The quality of the signals obtained by MBP was superior to that of EEG/MEG, as the signals shown in Figure 3 were obtained without the frequency filters required for EEG/MEG. MBP could measure cortical activity in a localized brain region just below the coil. On the other hand, the current 159-channel system has a limitation of missing brain activity in areas without coils. To measure brain activity throughout the entire head, coils should be placed densely on the scalp. The potential of MBP to accurately detect dynamic brain activity can be useful in a variety of applications, including cases in which conventional noninvasive measurement techniques of brain function are limited in their ability to diagnose brain diseases.

4. Conclusions

In this study, we demonstrated that the whole-head MBP system developed can be used to measure dynamic brain activity with excellent spatial accuracy.
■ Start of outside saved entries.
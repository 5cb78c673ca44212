//! Still-image composition: mode canvas plus overlay.

use image::imageops::{self, FilterType};
use image::{Rgba, RgbaImage};
use newsframe_common::config::AppConfig;
use newsframe_common::error::{NewsframeError, NewsframeResult};
use newsframe_model::geometry::{CropAnchor, Size};
use newsframe_model::request::{RenderMode, RenderRequest};
use newsframe_model::result::RenderResult;
use newsframe_model::style::Color;
use newsframe_processing_core::roi;

use crate::fonts::FontSet;
use crate::overlay::OverlayRenderer;

/// Composes still images for the image render modes.
pub struct ImageCompositor<'a> {
    fonts: &'a FontSet,
    config: &'a AppConfig,
}

impl<'a> ImageCompositor<'a> {
    pub fn new(fonts: &'a FontSet, config: &'a AppConfig) -> Self {
        Self { fonts, config }
    }

    /// Render `request` in its own mode.
    pub fn compose(&self, request: &RenderRequest) -> NewsframeResult<RenderResult> {
        self.compose_as(request, request.mode)
    }

    /// Render one request in several image modes.
    pub fn compose_all(
        &self,
        request: &RenderRequest,
        modes: &[RenderMode],
    ) -> NewsframeResult<Vec<RenderResult>> {
        modes
            .iter()
            .map(|mode| self.compose_as(request, *mode))
            .collect()
    }

    fn compose_as(&self, request: &RenderRequest, mode: RenderMode) -> NewsframeResult<RenderResult> {
        let started = std::time::Instant::now();
        let mut canvas = self.base_canvas(request, mode)?;
        let size = Size::new(canvas.width(), canvas.height());

        let overlay = OverlayRenderer::new(self.fonts, &self.config.brand).render(
            size,
            mode,
            &request.headline,
            &request.highlight,
            request.logo.as_ref(),
        )?;
        overlay.apply(&mut canvas);

        tracing::info!(
            mode = %mode,
            size = %size,
            lines = overlay.layout.lines.len(),
            elapsed_ms = started.elapsed().as_millis(),
            "Image composed"
        );
        Ok(RenderResult::image(mode, canvas))
    }

    /// The mode canvas before any overlay.
    pub fn base_canvas(&self, request: &RenderRequest, mode: RenderMode) -> NewsframeResult<RgbaImage> {
        let source = request.image_size();
        if source.is_empty() {
            return Err(NewsframeError::degenerate_image(format!(
                "source image {source} has no pixels"
            )));
        }
        let settings = &self.config.render;
        let fill: Rgba<u8> = Color::from(settings.letterbox_color).into();

        match mode {
            RenderMode::Horizontal => Ok(pad_to_min(
                &request.image,
                Size::new(settings.min_canvas_width, settings.min_canvas_height),
                fill,
            )),
            RenderMode::Instagram => {
                let target = Size::new(settings.instagram_width, settings.instagram_height);
                let window = roi::crop(source, target.aspect(), request.roi)?;
                // An explicit region of any shape still yields an exact crop.
                let window = roi::fit_aspect_within(window, target.aspect(), CropAnchor::Center);
                let rect = window.to_pixel_rect(source);
                let cropped =
                    imageops::crop_imm(&request.image, rect.x, rect.y, rect.width, rect.height)
                        .to_image();
                Ok(imageops::resize(
                    &cropped,
                    target.width,
                    target.height,
                    FilterType::Lanczos3,
                ))
            }
            RenderMode::Video => Err(NewsframeError::unsupported(
                "video-9:16 renders through the video assembler, not the image compositor",
            )),
        }
    }
}

/// Center `image` on a `canvas` filled with `fill`, scaled to fit with its
/// aspect ratio preserved.
pub fn letterbox(image: &RgbaImage, canvas: Size, fill: Rgba<u8>) -> RgbaImage {
    let (w, h) = (image.width().max(1) as f64, image.height().max(1) as f64);
    let scale = letterbox_scale(Size::new(image.width(), image.height()), canvas);
    let fit_w = ((w * scale).round() as u32).clamp(1, canvas.width.max(1));
    let fit_h = ((h * scale).round() as u32).clamp(1, canvas.height.max(1));

    let resized = if (fit_w, fit_h) == image.dimensions() {
        image.clone()
    } else {
        imageops::resize(image, fit_w, fit_h, FilterType::Lanczos3)
    };

    let mut out = RgbaImage::from_pixel(canvas.width, canvas.height, fill);
    let x = (canvas.width - fit_w) / 2;
    let y = (canvas.height - fit_h) / 2;
    imageops::overlay(&mut out, &resized, x as i64, y as i64);
    out
}

/// Scale factor `letterbox` applies to fit `image` inside `canvas`.
pub fn letterbox_scale(image: Size, canvas: Size) -> f64 {
    let (w, h) = (image.width.max(1) as f64, image.height.max(1) as f64);
    (canvas.width as f64 / w).min(canvas.height as f64 / h)
}

/// Pad `image` with `fill` up to at least `min` without scaling it.
pub fn pad_to_min(image: &RgbaImage, min: Size, fill: Rgba<u8>) -> RgbaImage {
    let width = image.width().max(min.width);
    let height = image.height().max(min.height);
    if (width, height) == image.dimensions() {
        return image.clone();
    }

    let mut out = RgbaImage::from_pixel(width, height, fill);
    let x = (width - image.width()) / 2;
    let y = (height - image.height()) / 2;
    imageops::overlay(&mut out, image, x as i64, y as i64);
    out
}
Movement-related brain signals, including signal changes corresponding to RP/BP, were measured at reasonable locations near the hand region of the M1 and SMA. Solving an inverse problem with no unique solution, as is the case with EEG/MEG, is not necessary for the MBP system as this system directly provides the spatial distribution of dynamic brain activity as topography on the head surface. Invasive brain–machine interfaces are used to obtain low-noise brain signals directly from the surface of the brain by inserting electrodes into the skull; however, the risk of infection or injury to brain tissue is a concern [31]. Because the magnetic field used in MBP is as strong as the geomagnetic field, the MBP technique is safe, noninvasive, and easy to use. Moreover, the whole-head MBP system is useful for diagnosing and studying higher brain functions, such as language, thought, memory, and sensory and motor brain functions, because the fast dynamics of the whole region of the cerebral cortex can be observed using the MBP system. The whole-head MBP system introduced in this study could reveal unclarified brain functions.